=== Aim of the exercise ===
Find "impl Default for" in the records that follow; print that line and each subsequent line through the last one, verbatim and with nothing added.

____________

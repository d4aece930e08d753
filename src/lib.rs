//! # ChirAI Smoke - Inference Server Test Harness
//!
//! End-to-end smoke testing for a local Ollama-compatible LLM server: probe
//! the HTTP API, run a categorized battery of checks with per-case timeouts,
//! grade the run and write console, JSON, Markdown and SVG reports.
//!
//! ## Features
//!
//! - **Probe**: typed client for `/api/tags`, `/api/version`, `/api/generate`
//!   and the OpenAI-compatible `/v1/chat/completions`
//! - **Harness**: ordered registry of async cases; a panic, error or timeout in
//!   one case becomes a failed outcome and never stops the run
//! - **Load**: bounded parallel requests and burst policies
//! - **Suite**: 22 checks across seven categories
//! - **Report**: success rate, grade, per-category breakdown and artifacts
//! - **Bench**: Japanese prompt sets scored per model
//!
//! ## Architecture
//!
//! ```text
//!  Config ──> ProbeClient ──> SuiteContext ──> build_suite() ──> Harness
//!                                                                   │
//!                                                         run_all() │
//!                                                                   v
//!  console <── RunReport <────────────────────────────────────── ResultSet
//!  JSON / Markdown / SVG
//! ```
//!
//! ## Quick Start
//!
//! ```rust,ignore
//! use std::sync::Arc;
//!
//! use chirai::{build_suite, Config, ProbeClient, RunReport, SuiteContext};
//!
//! let config = Config::load(None)?;
//! let probe = ProbeClient::new(&config.server)?;
//! let ctx = Arc::new(SuiteContext::new(probe, config.suite.clone()));
//!
//! let started = chrono::Utc::now();
//! let results = build_suite(ctx)?.run_all().await;
//! let elapsed = (chrono::Utc::now() - started).to_std().unwrap_or_default();
//!
//! let report = RunReport::new(results, started, elapsed, &config.server.base_url);
//! chirai::report::write_all(&report, &config.report)?;
//! println!("{}", report.grade);
//! ```
//!
//! ## Custom Cases
//!
//! ```rust,ignore
//! use chirai::harness::{Category, Check, Harness};
//!
//! let mut harness = Harness::new();
//! harness.register(Category::new("custom"), "Always green", || async {
//!     Ok(Check::pass("fine"))
//! })?;
//! let results = harness.run_all().await;
//! assert_eq!(results.passed(), 1);
//! ```
//!
//! ## Modules
//!
//! - [`probe`]: HTTP probe against the server under test
//! - [`harness`]: Case registry, runner and results
//! - [`suite`]: Default battery of checks
//! - [`report`]: Console, JSON, Markdown and SVG output
//! - [`bench`]: Japanese quality benchmark
//! - [`config`]: Configuration management
//! - [`error`]: Error types and result aliases

pub mod bench;
pub mod config;
pub mod error;
pub mod harness;
pub mod probe;
pub mod report;
pub mod suite;

// Re-exports for convenience
pub use bench::{BenchReport, BenchRunner, ModelBenchSummary};
pub use config::{BenchConfig, Config, ReportConfig, ServerConfig, SuiteConfig};
pub use error::{Result, SmokeError};
pub use harness::{Category, Check, Grade, Harness, ResultSet, Summary, TestCase, TestOutcome};
pub use probe::{ProbeClient, ProbeError};
pub use report::RunReport;
pub use suite::{build_suite, SuiteContext};

/// Library version
pub const VERSION: &str = env!("CARGO_PKG_VERSION");
//! Load-generation helpers: bounded parallel probes and burst policies.
//!
//! These never coordinate shared state. Each request's result is returned
//! independently and aggregated only after every request has completed.

use std::future::Future;

use futures::stream::{self, StreamExt};
use serde::{Deserialize, Serialize};

/// Run `count` requests with at most `workers` in flight.
///
/// `make(i)` builds the `i`-th request. Results come back in completion
/// order once all of them have finished.
pub async fn run_concurrent<F, Fut, T>(workers: usize, count: usize, make: F) -> Vec<T>
where
    F: Fn(usize) -> Fut,
    Fut: Future<Output = T>,
{
    stream::iter(0..count)
        .map(make)
        .buffer_unordered(workers.max(1))
        .collect()
        .await
}

/// Aggregate of a parallel batch: passes only if every request succeeded.
#[derive(Debug, Clone, Copy, PartialEq, Eq, Serialize, Deserialize)]
pub struct ConcurrencyVerdict {
    /// Requests that succeeded
    pub succeeded: usize,
    /// Requests fired
    pub total: usize,
}

impl ConcurrencyVerdict {
    /// Count successes in a batch
    pub fn from_results(results: &[bool]) -> Self {
        Self {
            succeeded: results.iter().filter(|ok| **ok).count(),
            total: results.len(),
        }
    }

    /// All requests succeeded (and there was at least one)
    pub fn passed(&self) -> bool {
        self.total > 0 && self.succeeded == self.total
    }
}

/// Back-to-back request policy tolerating a bounded number of failures.
#[derive(Debug, Clone, Copy, PartialEq, Eq, Serialize, Deserialize)]
pub struct BurstPolicy {
    /// Sequential attempts
    pub attempts: usize,
    /// Minimum percentage of attempts that must succeed
    pub min_success_percent: usize,
}

impl Default for BurstPolicy {
    fn default() -> Self {
        Self {
            attempts: 10,
            min_success_percent: 70,
        }
    }
}

impl BurstPolicy {
    /// Whether `successes` out of `attempts` meets the threshold
    pub fn passes(&self, successes: usize) -> bool {
        successes.saturating_mul(100) >= self.min_success_percent.saturating_mul(self.attempts)
    }

    /// Fewest successes that pass
    pub fn required_successes(&self) -> usize {
        self.min_success_percent
            .saturating_mul(self.attempts)
            .div_ceil(100)
    }
}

____________

=== Solution ===
impl Default for BurstPolicy {
    fn default() -> Self {
        Self {
            attempts: 10,
            min_success_percent: 70,
        }
    }
}

impl BurstPolicy {
    /// Whether `successes` out of `attempts` meets the threshold
    pub fn passes(&self, successes: usize) -> bool {
        successes.saturating_mul(100) >= self.min_success_percent.saturating_mul(self.attempts)
    }

    /// Fewest successes that pass
    pub fn required_successes(&self) -> usize {
        self.min_success_percent
            .saturating_mul(self.attempts)
            .div_ceil(100)
    }
}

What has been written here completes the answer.